§ TRY IT
Could you filter the records below and return each line that holds "StaleScore"?

§ DATA FOR THIS TASK
↓↓↓

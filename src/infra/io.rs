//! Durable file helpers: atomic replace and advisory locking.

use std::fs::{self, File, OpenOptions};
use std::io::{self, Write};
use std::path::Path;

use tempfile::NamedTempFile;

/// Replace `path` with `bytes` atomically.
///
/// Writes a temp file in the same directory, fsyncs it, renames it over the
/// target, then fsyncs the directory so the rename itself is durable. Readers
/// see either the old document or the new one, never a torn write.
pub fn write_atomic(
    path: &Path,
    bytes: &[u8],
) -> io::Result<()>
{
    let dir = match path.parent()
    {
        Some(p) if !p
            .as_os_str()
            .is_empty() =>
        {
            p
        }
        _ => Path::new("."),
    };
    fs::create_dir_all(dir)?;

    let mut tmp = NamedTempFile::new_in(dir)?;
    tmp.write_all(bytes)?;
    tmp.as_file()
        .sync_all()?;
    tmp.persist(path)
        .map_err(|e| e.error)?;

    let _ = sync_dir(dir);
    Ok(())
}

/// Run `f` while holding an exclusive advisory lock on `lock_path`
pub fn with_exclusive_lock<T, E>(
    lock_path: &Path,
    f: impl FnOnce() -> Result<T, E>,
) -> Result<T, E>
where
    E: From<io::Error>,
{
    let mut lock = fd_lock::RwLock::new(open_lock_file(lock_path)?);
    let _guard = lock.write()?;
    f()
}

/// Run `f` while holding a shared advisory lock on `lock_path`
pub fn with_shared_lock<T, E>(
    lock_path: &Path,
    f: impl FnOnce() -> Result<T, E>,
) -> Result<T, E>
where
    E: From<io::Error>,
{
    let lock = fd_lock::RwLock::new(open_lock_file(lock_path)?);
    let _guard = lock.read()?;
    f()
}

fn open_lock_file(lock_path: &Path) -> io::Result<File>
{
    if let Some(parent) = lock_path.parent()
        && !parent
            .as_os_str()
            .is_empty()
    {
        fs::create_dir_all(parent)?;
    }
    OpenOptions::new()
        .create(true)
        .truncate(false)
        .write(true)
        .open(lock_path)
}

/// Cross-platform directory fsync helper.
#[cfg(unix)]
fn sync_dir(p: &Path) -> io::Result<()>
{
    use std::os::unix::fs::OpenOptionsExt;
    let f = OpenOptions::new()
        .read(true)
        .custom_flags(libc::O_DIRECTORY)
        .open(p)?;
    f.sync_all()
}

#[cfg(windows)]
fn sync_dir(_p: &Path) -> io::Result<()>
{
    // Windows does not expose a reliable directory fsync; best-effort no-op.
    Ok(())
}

↑↑↑
↓↓↓

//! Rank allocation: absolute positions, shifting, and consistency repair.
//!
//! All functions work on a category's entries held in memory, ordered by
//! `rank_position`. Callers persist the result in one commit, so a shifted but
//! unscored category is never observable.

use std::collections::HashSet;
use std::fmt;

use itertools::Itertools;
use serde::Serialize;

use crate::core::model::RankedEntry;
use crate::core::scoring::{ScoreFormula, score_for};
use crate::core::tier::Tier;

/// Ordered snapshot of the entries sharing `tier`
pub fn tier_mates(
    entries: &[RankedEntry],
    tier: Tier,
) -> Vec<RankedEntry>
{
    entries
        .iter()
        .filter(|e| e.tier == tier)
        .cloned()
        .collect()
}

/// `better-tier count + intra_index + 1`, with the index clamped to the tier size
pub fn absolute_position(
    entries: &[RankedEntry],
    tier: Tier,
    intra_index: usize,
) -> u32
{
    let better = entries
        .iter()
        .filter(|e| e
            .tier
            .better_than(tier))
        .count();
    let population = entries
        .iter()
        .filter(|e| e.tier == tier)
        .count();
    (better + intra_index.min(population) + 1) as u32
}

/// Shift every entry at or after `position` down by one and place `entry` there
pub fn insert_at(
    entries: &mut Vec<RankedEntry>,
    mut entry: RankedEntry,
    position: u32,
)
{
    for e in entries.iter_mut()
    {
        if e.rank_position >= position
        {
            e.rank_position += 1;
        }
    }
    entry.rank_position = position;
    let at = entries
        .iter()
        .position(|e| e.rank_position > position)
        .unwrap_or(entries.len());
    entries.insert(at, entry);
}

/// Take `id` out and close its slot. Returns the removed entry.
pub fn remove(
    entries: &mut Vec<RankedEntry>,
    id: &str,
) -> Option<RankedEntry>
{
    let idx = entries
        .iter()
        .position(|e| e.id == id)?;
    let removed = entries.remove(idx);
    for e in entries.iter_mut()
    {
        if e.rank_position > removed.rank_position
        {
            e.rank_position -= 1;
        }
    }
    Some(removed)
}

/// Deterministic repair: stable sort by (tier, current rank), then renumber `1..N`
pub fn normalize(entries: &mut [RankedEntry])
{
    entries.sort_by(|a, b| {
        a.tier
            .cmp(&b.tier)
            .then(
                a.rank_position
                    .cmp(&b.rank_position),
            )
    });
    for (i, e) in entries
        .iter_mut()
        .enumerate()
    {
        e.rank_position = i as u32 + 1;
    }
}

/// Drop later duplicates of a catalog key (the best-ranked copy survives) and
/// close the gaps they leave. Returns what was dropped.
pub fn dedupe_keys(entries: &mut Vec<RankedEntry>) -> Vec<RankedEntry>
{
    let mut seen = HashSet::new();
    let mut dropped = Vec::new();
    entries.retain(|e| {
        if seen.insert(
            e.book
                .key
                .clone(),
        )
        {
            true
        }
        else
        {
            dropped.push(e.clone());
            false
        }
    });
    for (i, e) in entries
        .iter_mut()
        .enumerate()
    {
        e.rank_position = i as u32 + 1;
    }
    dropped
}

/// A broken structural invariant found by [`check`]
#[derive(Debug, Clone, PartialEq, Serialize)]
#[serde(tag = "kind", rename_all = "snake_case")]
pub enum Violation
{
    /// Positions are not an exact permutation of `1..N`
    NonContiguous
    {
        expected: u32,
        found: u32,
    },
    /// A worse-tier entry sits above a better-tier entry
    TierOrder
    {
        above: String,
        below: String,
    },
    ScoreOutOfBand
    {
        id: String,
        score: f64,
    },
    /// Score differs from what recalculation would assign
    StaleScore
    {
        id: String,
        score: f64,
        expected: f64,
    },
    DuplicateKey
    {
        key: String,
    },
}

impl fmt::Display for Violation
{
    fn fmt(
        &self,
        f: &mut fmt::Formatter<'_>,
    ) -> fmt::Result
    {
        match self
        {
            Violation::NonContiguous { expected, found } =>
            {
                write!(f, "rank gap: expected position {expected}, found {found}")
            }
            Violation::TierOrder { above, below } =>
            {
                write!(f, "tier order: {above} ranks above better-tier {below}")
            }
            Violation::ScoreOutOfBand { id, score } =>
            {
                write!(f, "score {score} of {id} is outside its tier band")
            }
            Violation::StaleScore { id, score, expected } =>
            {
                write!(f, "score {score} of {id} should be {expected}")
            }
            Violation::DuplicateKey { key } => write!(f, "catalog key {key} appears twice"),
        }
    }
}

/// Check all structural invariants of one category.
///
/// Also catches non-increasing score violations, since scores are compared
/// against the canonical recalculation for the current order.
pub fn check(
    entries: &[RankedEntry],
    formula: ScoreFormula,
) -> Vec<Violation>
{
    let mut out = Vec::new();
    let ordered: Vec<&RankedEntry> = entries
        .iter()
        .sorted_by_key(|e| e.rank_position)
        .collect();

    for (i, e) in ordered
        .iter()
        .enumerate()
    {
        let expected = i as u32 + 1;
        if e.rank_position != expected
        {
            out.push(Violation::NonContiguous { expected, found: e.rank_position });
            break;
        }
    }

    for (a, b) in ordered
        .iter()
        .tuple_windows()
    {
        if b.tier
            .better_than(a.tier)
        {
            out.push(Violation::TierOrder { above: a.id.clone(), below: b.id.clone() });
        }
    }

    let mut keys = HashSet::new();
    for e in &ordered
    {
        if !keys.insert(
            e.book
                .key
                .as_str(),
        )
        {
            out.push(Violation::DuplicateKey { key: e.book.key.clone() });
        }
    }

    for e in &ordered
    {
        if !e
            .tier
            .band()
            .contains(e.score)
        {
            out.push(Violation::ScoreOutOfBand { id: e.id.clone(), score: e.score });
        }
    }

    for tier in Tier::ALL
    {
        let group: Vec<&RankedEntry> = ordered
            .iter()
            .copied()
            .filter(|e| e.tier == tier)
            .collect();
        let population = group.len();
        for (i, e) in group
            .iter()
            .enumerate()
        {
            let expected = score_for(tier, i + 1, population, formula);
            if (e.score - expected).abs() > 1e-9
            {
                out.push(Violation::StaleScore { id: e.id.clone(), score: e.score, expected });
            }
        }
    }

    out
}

↑↑↑

§ SOLUTION BELOW
    StaleScore
            Violation::StaleScore { id, score, expected } =>
                out.push(Violation::StaleScore { id: e.id.clone(), score: e.score, expected });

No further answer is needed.